En plus d’utiliser ces outils, Charles Martel évalue, par exemple, l’atteinte d’objectifs en matière de croissance des revenus, d’entrées de fonds nettes, de référence aux partenaires bancaires. En tout, 25 % de la compensation d’un directeur découle de cibles plus qualitatives, dont l’implication communautaire, la participation à la stratégie de la firme, la formation de ses employés et la qualité des plans de relève et de succession pour ses directeurs adjoints et ses conseillers en placement.

Luc Papineau évalue aussi la croissance des actifs par conseiller, la performance de leur gestion de portefeuille et l’actif moyen par client. «Le coaching quotidien, c’est plus difficile à évaluer, mais les conséquences du coaching, on les voit, dit-il. S’il n’y a pas de coaching, le conseiller moyen ne s’améliore pas.»

En général, les directeurs font leur travail. Parfois, leurs patrons peuvent toutefois découvrir qu’un d’entre eux n’est pas à la bonne place et le réorienter. Charles Martel estime que, dans ces rares cas, la rétroaction des conseillers en placement est révélatrice.

«Si les conseillers passent constamment par-dessus leur directeur de succursale pour obtenir des réponses à leurs questions, c’est qu’il n’est pas présent, qu’il ne passe pas les bons messages. Je vois dans les questions que je reçois des conseillers si l’information descend vers eux», dit Charles Martel.

«Si les résultats ne sont pas là, on va « tirer la plogue ». On l’a déjà fait», dit Luc Papineau, qui analyse quand même l’ensemble de la situation avant d’agir.

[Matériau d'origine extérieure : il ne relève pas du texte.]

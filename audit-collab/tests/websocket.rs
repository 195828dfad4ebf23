//! End-to-end tests over real WebSocket connections.
//!
//! Each test starts a server on an ephemeral port and talks to it with
//! `SyncClient` or with raw tungstenite frames.

use std::sync::Arc;

use audit_collab::schema;
use audit_collab::server::{USER_ID_HEADER, USER_NAME_HEADER};
use audit_collab::{
    ClientEvent, CollabConfig, ConnectionState, DocumentId, ErrorCode, Replica, ServerConfig,
    ServerMessage, SessionRouter, SyncClient, SyncServer, UserId, WireCodec,
};
use futures_util::{SinkExt, StreamExt};
use tokio::sync::mpsc;
use tokio::time::{timeout, Duration};
use tokio_tungstenite::tungstenite::client::IntoClientRequest;
use tokio_tungstenite::tungstenite::http::HeaderValue;
use tokio_tungstenite::tungstenite::Message;
use yrs::Transact;

/// Start a server on a free port. Returns its URL and router.
async fn start_test_server() -> (String, Arc<SessionRouter>) {
    let listener = tokio::net::TcpListener::bind("127.0.0.1:0").await.unwrap();
    let addr = listener.local_addr().unwrap();
    let config = ServerConfig {
        bind_addr: addr.to_string(),
        storage_path: None,
        collab: CollabConfig::for_testing(),
    };
    let server = SyncServer::new(config).unwrap();
    let router = server.router().clone();
    tokio::spawn(async move {
        let _ = server.serve(listener).await;
    });
    (format!("ws://{addr}"), router)
}

async fn connected_client(
    url: &str,
    user: &str,
    codec: WireCodec,
) -> (SyncClient, mpsc::Receiver<ClientEvent>) {
    let mut client = SyncClient::new(user, user.to_uppercase(), url).with_codec(codec);
    let events = client.take_event_rx().unwrap();
    client.connect().await.unwrap();
    (client, events)
}

/// Wait for the first server message matching `pred`.
async fn expect_message(
    events: &mut mpsc::Receiver<ClientEvent>,
    pred: impl Fn(&ServerMessage) -> bool,
) -> ServerMessage {
    timeout(Duration::from_secs(5), async {
        loop {
            match events.recv().await {
                Some(ClientEvent::Message(msg)) if pred(&msg) => return msg,
                Some(_) => continue,
                None => panic!("event channel closed"),
            }
        }
    })
    .await
    .expect("timed out waiting for server message")
}

#[tokio::test]
async fn test_handshake_without_identity_is_refused() {
    let (url, router) = start_test_server().await;

    let result = tokio_tungstenite::connect_async(url.as_str()).await;
    assert!(result.is_err());
    assert_eq!(router.connection_count(), 0);
}

#[tokio::test]
async fn test_client_connects_and_pings() {
    let (url, _router) = start_test_server().await;
    let (client, mut events) = connected_client(&url, "alice", WireCodec::Binary).await;

    assert_eq!(events.recv().await, Some(ClientEvent::Connected));
    assert_eq!(client.connection_state().await, ConnectionState::Connected);

    client.ping().await.unwrap();
    let pong = expect_message(&mut events, |m| matches!(m, ServerMessage::Pong { .. })).await;
    assert!(matches!(pong, ServerMessage::Pong { timestamp } if timestamp > 0));
}

#[tokio::test]
async fn test_binary_and_json_clients_collaborate() {
    let (url, router) = start_test_server().await;
    let doc = DocumentId::from("D1");
    let (alice, mut alice_events) = connected_client(&url, "alice", WireCodec::Binary).await;
    let (bob, mut bob_events) = connected_client(&url, "bob", WireCodec::Json).await;

    alice.join("D1").await.unwrap();
    let sync = expect_message(&mut alice_events, |m| matches!(m, ServerMessage::Sync { .. })).await;
    assert!(matches!(sync, ServerMessage::Sync { full: true, .. }));

    bob.join("D1").await.unwrap();
    expect_message(&mut bob_events, |m| matches!(m, ServerMessage::Sync { .. })).await;
    let joined = expect_message(&mut alice_events, |m| {
        matches!(m, ServerMessage::UserJoined { .. })
    })
    .await;
    match joined {
        ServerMessage::UserJoined { user, .. } => assert_eq!(user.display_name, "BOB"),
        other => panic!("unexpected {other:?}"),
    }

    // Alice edits, Bob receives the delta over JSON
    let local = Replica::empty();
    {
        let mut txn = local.doc().transact_mut();
        schema::append_title(&mut txn, "FY24 audit");
    }
    alice.send_update("D1", local.encode_state()).await.unwrap();

    let update = expect_message(&mut bob_events, |m| matches!(m, ServerMessage::Update { .. })).await;
    let bob_replica = Replica::empty();
    match update {
        ServerMessage::Update {
            document_id,
            delta,
            origin,
        } => {
            assert_eq!(document_id, doc);
            assert_eq!(origin, UserId::from("alice"));
            bob_replica.apply(&delta).unwrap();
        }
        other => panic!("unexpected {other:?}"),
    }
    assert_eq!(bob_replica.content().title, "FY24 audit");
    assert_eq!(
        router.service().content(&doc).await.unwrap().title,
        "FY24 audit"
    );

    bob.save().await.unwrap();
    let saved = expect_message(&mut bob_events, |m| matches!(m, ServerMessage::Saved { .. })).await;
    assert!(matches!(saved, ServerMessage::Saved { success: true, .. }));
}

#[tokio::test]
async fn test_disconnect_leaves_document() {
    let (url, router) = start_test_server().await;
    let (mut alice, _alice_events) = connected_client(&url, "alice", WireCodec::Binary).await;
    let (bob, mut bob_events) = connected_client(&url, "bob", WireCodec::Binary).await;

    alice.join("D1").await.unwrap();
    bob.join("D1").await.unwrap();
    expect_message(&mut bob_events, |m| matches!(m, ServerMessage::Sync { .. })).await;

    alice.disconnect();
    let left = expect_message(&mut bob_events, |m| matches!(m, ServerMessage::UserLeft { .. })).await;
    assert!(matches!(left, ServerMessage::UserLeft { user_id, .. } if user_id == UserId::from("alice")));

    timeout(Duration::from_secs(5), async {
        while router.connection_count() != 1 {
            tokio::time::sleep(Duration::from_millis(10)).await;
        }
    })
    .await
    .expect("connection was not forgotten");
}

#[tokio::test]
async fn test_malformed_frame_gets_error_reply() {
    let (url, _router) = start_test_server().await;

    let mut request = url.as_str().into_client_request().unwrap();
    request
        .headers_mut()
        .insert(USER_ID_HEADER, HeaderValue::from_static("mallory"));
    request
        .headers_mut()
        .insert(USER_NAME_HEADER, HeaderValue::from_static("Mallory"));
    let (mut ws, _) = tokio_tungstenite::connect_async(request).await.unwrap();

    ws.send(Message::Text("{\"teleport\":{}}".into())).await.unwrap();
    let reply = timeout(Duration::from_secs(5), ws.next())
        .await
        .unwrap()
        .unwrap()
        .unwrap();
    let text = match reply {
        Message::Text(text) => text,
        other => panic!("expected a text reply, got {other:?}"),
    };
    let msg: ServerMessage = WireCodec::Json.decode(text.as_str().as_bytes()).unwrap();
    assert!(matches!(
        msg,
        ServerMessage::Error {
            code: ErrorCode::MalformedMessage,
            ..
        }
    ));

    // The connection stays usable
    ws.send(Message::Text("{\"ping\":{\"timestamp\":9}}".into()))
        .await
        .unwrap();
    let reply = timeout(Duration::from_secs(5), ws.next())
        .await
        .unwrap()
        .unwrap()
        .unwrap();
    let text = match reply {
        Message::Text(text) => text,
        other => panic!("expected a text reply, got {other:?}"),
    };
    assert_eq!(text.as_str(), r#"{"pong":{"timestamp":9}}"#);
}

#[tokio::test]
async fn test_requests_before_join_report_not_joined() {
    let (url, _router) = start_test_server().await;
    let (client, mut events) = connected_client(&url, "alice", WireCodec::Json).await;

    client.lock().await.unwrap();
    let err = expect_message(&mut events, |m| matches!(m, ServerMessage::Error { .. })).await;
    assert!(matches!(
        err,
        ServerMessage::Error {
            code: ErrorCode::NotJoined,
            ..
        }
    ));
}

Avant de réorienter un directeur, Charles Martel lui donne tous les outils pour redresser le tir. «J’ai déjà offert du coaching qui coûtait de gros montants à un directeur, parce qu’il avait un énorme potentiel. Après cela, on a décidé autrement, note-t-il. On va être patient et on va essayer de l’aider. C’est perturbateur de changer un directeur de succursale.»

Comme on ne peut être tout pour tout le monde, un directeur de succursale réussit aussi grâce à son équipe responsable de la gestion, indique Sylvain Brisebois : «C’est impossible de tout faire seul comme autrefois, étant donné les exigences de conformité et la complexité de l’industrie aujourd’hui.»